Bizimle iletişime geçin

Köşe Yazıları

Diyarbakır’dan Çıktım Sorgun’a

Yayınlanma

Tarih

26 Eylül Tarihinde,  benim için çok özel ve önemli olan bir çalıştayda, çalıştay başkanı olarak görev aldım. Sorgun Kaymakamlığı, Sorgun belediyesi,  Sorgun Ticaret Odası ve Sorgun Esnaf Sanatkarlar Odası Başkanlığı ortaklığı ile doğduğum yer olan Sorgun’da “Sorgun Yöresel Kalkınma Çalıştayı” beni çok heycanlandırdı. Sorgun Kaymakamı Ali Aslantaş, Sorgun Belediye Başkan vekili Murat Gürbüz, Çalıştay İkinci Başkanı B.Ü. den  Doç. Dr. Mustafa Böyükata, Atatürk üniversitesinden Prof.Dr. İhsn Bulut, Sorgun Ticaret odası Başkanı Üzeyir Aslan, Sorgun Esnaf Sanatkarlar Birliği Başkanı Mehmet Aktaş, değişik üniversitelerden akademik hocalarımız  ve İş adamlarımızın da katılımıyla gerçekleşen çalıştayda açılış konuşmasını yaptıktan sonra diğer sunumlara geçildi.

Açılış konuşmamda; Üniversite- Sanayi ile işbirliğinin ne kadar önemli olduğuna değindim. Daha önceki yaptığımız çalışmalardan bahsettim, özellikle ‘Diyarbakır Sanayi profilini incelediğimizde; Yapılan araştırmamız kapsamında elde edilen sonuçlara göre işletmelerin yalnızca;  % 25,1 ‘inin AR-GE çalışması yaptığı,  % 10,3’ünün kısmen AR-GE çalışması yaptığı,  % 62’sinin ise AR-GE çalışması yapmadığı görülmektedir’ bilgilerini paylaştım. Diğer veriler de ise; ‘Araştırmaya katılan işletmelerin büyük çoğunluğunun laboratuvarının olmadığı görülmektedir. Yine yapılan araştırmalara göre işletmelerin;  % 18,6’sının laboratuvarının bulunduğu,  % 2,6’ sının kısmen laboratuvarının bulunduğu,  %76,9’unun ise laboratuvarının bulunmadığı görülmektedir’  vurgusunu yaptım.

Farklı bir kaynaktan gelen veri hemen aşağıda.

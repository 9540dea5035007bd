//! Copyright (c) 2025, Kirky.X
//!
//! MIT License
//!
//! 该模块实现了按键合并的加载注册表，防止缓存击穿时同一个键被重复加载。

use crate::error::{CacheError, Result};
use dashmap::mapref::entry::Entry;
use dashmap::DashMap;
use futures::channel::oneshot;
use futures::future::{BoxFuture, FutureExt, Shared};
use std::collections::HashMap;
use std::future::Future;
use std::sync::Arc;
use tracing::debug;

type LoadResult = Result<Option<String>>;
type SharedLoad = Shared<BoxFuture<'static, LoadResult>>;

/// 单飞加载注册表
///
/// 键 -> 共享的加载结果。加载在独立的任务中执行，不随任何调用方的取消而中断；
/// 加载完成（包括失败）后条目立即移除，之后的未命中会重新触发加载。
#[derive(Clone, Default)]
pub struct SingleFlight {
    in_flight: Arc<DashMap<String, SharedLoad>>,
}

/// 加载任务持有的清理守卫，任务结束（包括panic）时移除其负责的键
struct InFlightGuard {
    map: Arc<DashMap<String, SharedLoad>>,
    keys: Vec<String>,
}

impl Drop for InFlightGuard {
    fn drop(&mut self) {
        for key in &self.keys {
            self.map.remove(key);
        }
    }
}

fn aborted() -> CacheError {
    CacheError::Loader("load task terminated before producing a result".to_string())
}

impl SingleFlight {
    /// 创建空的注册表
    pub fn new() -> Self {
        Self::default()
    }

    /// 当前正在加载的键数量
    pub fn in_flight(&self) -> usize {
        self.in_flight.len()
    }

    /// 加载单个键
    ///
    /// 如果该键已有加载在进行中，则等待并共享其结果，`load` 不会被调用。
    /// 调用方被取消时加载继续进行，后来的调用方仍会共享它的结果。
    ///
    /// # 参数
    ///
    /// * `key` - 要加载的键
    /// * `load` - 只在本次调用负责加载时被调用
    pub async fn run<F, Fut>(&self, key: &str, load: F) -> LoadResult
    where
        F: FnOnce() -> Fut,
        Fut: Future<Output = LoadResult> + Send + 'static,
    {
        let shared = match self.in_flight.entry(key.to_string()) {
            Entry::Occupied(entry) => {
                debug!("SingleFlight: joining in-flight load, key={}", key);
                entry.get().clone()
            }
            Entry::Vacant(entry) => {
                let (tx, rx) = oneshot::channel::<LoadResult>();
                let shared = rx
                    .map(|received| received.unwrap_or_else(|_| Err(aborted())))
                    .boxed()
                    .shared();
                entry.insert(shared.clone());

                let guard = InFlightGuard {
                    map: self.in_flight.clone(),
                    keys: vec![key.to_string()],
                };
                let fut = load();
                tokio::spawn(async move {
                    let result = fut.await;
                    drop(guard);
                    let _ = tx.send(result);
                });
                shared
            }
        };
        shared.await
    }

    /// 批量加载
    ///
    /// 已在加载中的键直接等待已有结果；其余的键由本次调用负责，
    /// 统一交给 `load` 调用一次。返回所有解析到值的键。
    pub async fn run_batch<F, Fut>(&self, keys: &[String], load: F) -> Result<HashMap<String, String>>
    where
        F: FnOnce(Vec<String>) -> Fut,
        Fut: Future<Output = Result<HashMap<String, String>>> + Send + 'static,
    {
        let (tx, rx) = oneshot::channel::<Result<Arc<HashMap<String, String>>>>();
        let batch = rx
            .map(|received| received.unwrap_or_else(|_| Err(aborted())))
            .boxed()
            .shared();

        let mut owned = Vec::new();
        let mut joined = Vec::new();
        for key in keys {
            match self.in_flight.entry(key.clone()) {
                Entry::Occupied(entry) => joined.push((key.clone(), entry.get().clone())),
                Entry::Vacant(entry) => {
                    let k = key.clone();
                    let per_key = batch
                        .clone()
                        .map(move |result| result.map(|values| values.get(&k).cloned()))
                        .boxed()
                        .shared();
                    entry.insert(per_key);
                    owned.push(key.clone());
                }
            }
        }

        let mut resolved = HashMap::new();
        if !owned.is_empty() {
            let guard = InFlightGuard {
                map: self.in_flight.clone(),
                keys: owned.clone(),
            };
            let fut = load(owned);
            tokio::spawn(async move {
                let result = fut.await.map(Arc::new);
                drop(guard);
                let _ = tx.send(result);
            });
            let values = batch.await?;
            resolved.extend(values.iter().map(|(k, v)| (k.clone(), v.clone())));
        }

        for (key, shared) in joined {
            if let Some(value) = shared.await? {
                resolved.insert(key, value);
            }
        }
        Ok(resolved)
    }
}
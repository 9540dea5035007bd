//! Copyright (c) 2025-2026, Kirky.X
//!
//! MIT License
//!
//! 该模块定义了缓存客户端：协调器及其内部写路径。

pub mod coordinator;
pub mod negative;
pub mod write_through;

pub use coordinator::DistributedCacheCoordinator;
pub use negative::NegativeCache;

Nobel alan üniversitelerin ve merkezlerin 100’lerce yıllık geçmişi olan üniversiteler olduğu dikkate alındığında gelişmiş sürdürülebilir bir bilim kültürüne ulaşmak için belli bir sürece ihtiyaç olduğunu, yeni kurulan üniversitelerden hemen başarı beklemenin mümkün olmadığından da bahsettim.

1. Üniversite-Sanayi İlişkileri tarihçesine de kısaca değindim; 1800’lerde Avrupalı şirketlerin üniversitelerdeki araştırmacılarla birlikte çalışmalarıyla görülmeye başladığını, ABD’de de Üniversite ve Sanayi işbirliği, ikinci sanayi devrimiyle ortaya çıkmış ve ilk örnekleri 19 yy. sonunda Harvard ve MIT’de görüldüğünü, ancak Üniversite Sanayi işbirliğinin kökenleri daha eskilere, 17. yy. İngiltere’sine kadar uzandığını da söyledim.

Üniversite sanayi işbirliğinin potansiyel kazançlarından bahsettim. Sanayinin kazançları aşağıdaki gibi özetledim;

Teknolojik bilgiye kolay erişim sağlayabilecekleri,  Temel ve uygulamalı araştırma sonuçlarının birlikte değerlendirilebileceğini,  Öğretim üyelerinin yetenek ve bilgi birikiminden istifade edilebileceğini, Sanayideki teknik personelin eğitilmesinde faydalı olunabileceğini, kendi konuları ile ilgili konferanslara, seminerlere veya çalıştaylara katılabileceklerini,  Yüksek donanımlı bilimsel/teknik işgücüne ulaşma imkanı,  Teknolojik olarak geri kalmış alanlarda hızlı bir teknolojik ilerleme kaydedilmesi,  Endüstriyel projelerdeki spesifik problemlerin çözümü,  Birlikte çaba sarfetme, yeni işletme kurabilme ve ekonomik kazanç elde etme imkanı,  Üniversitenin imkanlarına  erişim,  Üniversite ile çalışmanın sanayi kuruluşuna kazandırdığı prestij.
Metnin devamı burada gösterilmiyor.